Stored data:
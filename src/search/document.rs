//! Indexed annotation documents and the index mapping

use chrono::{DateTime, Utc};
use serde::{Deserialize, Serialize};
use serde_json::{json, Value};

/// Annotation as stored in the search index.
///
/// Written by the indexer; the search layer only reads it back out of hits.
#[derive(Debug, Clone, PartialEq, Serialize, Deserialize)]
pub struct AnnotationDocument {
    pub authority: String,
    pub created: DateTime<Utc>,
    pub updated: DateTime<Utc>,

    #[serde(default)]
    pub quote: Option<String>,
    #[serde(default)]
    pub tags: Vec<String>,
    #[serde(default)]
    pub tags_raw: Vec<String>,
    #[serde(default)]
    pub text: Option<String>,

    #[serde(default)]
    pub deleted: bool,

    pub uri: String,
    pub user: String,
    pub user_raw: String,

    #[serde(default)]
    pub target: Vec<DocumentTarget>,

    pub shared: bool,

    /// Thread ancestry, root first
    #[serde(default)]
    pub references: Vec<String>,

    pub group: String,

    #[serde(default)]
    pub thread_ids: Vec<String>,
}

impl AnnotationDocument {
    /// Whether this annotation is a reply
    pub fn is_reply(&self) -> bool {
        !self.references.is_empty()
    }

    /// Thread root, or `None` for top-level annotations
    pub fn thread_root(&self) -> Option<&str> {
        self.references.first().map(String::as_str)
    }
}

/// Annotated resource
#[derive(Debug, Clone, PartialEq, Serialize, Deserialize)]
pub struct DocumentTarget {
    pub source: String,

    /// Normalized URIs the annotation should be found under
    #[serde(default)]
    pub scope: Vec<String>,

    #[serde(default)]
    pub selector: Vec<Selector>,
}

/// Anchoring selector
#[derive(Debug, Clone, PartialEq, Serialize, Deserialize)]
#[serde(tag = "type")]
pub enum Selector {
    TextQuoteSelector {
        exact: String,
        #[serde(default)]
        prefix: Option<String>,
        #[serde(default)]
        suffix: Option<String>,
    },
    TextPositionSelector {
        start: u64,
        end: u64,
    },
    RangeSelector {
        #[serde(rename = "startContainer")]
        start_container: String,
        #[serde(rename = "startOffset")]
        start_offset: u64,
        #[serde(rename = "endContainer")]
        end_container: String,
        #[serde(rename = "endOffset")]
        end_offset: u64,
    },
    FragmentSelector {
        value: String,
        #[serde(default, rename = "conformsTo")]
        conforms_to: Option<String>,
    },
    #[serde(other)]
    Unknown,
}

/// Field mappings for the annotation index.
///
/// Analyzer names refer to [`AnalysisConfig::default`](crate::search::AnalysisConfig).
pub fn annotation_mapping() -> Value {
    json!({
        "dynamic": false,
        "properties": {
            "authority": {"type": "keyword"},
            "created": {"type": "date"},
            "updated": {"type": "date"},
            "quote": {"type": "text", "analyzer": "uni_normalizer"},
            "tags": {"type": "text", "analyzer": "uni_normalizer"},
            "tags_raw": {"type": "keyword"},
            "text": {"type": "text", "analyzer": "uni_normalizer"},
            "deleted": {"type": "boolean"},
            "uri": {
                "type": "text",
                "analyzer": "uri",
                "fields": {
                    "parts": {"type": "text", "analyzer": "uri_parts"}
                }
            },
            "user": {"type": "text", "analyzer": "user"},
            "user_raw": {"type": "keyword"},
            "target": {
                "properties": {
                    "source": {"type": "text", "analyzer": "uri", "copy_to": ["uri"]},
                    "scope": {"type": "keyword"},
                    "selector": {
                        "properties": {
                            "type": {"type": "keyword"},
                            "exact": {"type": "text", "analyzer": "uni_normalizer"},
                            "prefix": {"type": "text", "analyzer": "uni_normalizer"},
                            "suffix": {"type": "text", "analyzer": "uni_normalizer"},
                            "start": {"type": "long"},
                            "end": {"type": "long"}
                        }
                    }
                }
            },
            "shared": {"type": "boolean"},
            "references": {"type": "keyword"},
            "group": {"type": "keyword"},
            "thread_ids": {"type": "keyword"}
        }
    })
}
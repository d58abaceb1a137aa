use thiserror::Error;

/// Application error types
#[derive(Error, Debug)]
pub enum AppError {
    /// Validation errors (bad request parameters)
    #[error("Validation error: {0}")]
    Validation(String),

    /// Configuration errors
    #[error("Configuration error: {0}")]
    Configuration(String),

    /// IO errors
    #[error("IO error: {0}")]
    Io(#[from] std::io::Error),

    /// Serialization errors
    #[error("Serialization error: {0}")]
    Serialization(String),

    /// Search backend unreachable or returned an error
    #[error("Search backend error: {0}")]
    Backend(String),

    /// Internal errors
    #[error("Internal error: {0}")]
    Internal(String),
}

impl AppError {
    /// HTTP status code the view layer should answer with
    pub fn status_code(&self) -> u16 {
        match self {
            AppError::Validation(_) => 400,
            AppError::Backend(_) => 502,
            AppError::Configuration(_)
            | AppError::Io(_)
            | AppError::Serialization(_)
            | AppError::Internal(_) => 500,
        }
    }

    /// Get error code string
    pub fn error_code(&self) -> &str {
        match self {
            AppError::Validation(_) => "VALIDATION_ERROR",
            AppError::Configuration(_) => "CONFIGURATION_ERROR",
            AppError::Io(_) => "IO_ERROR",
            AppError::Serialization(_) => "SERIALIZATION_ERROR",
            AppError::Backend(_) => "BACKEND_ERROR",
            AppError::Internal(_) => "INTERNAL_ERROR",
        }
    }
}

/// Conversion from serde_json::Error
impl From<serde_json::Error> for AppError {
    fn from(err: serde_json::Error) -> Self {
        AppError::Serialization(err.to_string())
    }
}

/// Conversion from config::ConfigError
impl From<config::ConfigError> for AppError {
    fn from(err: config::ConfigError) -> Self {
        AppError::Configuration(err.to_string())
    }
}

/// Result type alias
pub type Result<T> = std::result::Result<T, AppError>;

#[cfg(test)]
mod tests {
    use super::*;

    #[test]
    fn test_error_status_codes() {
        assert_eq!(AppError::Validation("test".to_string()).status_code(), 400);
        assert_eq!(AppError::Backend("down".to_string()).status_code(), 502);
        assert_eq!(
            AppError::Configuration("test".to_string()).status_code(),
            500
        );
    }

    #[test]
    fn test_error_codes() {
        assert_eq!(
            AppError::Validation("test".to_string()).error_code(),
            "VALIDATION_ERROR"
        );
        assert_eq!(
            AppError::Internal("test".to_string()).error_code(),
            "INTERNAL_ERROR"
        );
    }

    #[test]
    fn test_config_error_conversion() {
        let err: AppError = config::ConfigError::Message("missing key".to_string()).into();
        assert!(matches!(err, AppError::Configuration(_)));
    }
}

-- TASK BRIEF --
Scan the lines above for the word "ConfigError" and copy every one where it occurs.

-- OUTPUT OF THE EXERCISE --
/// Conversion from config::ConfigError
impl From<config::ConfigError> for AppError {
    fn from(err: config::ConfigError) -> Self {
        let err: AppError = config::ConfigError::Message("missing key".to_string()).into();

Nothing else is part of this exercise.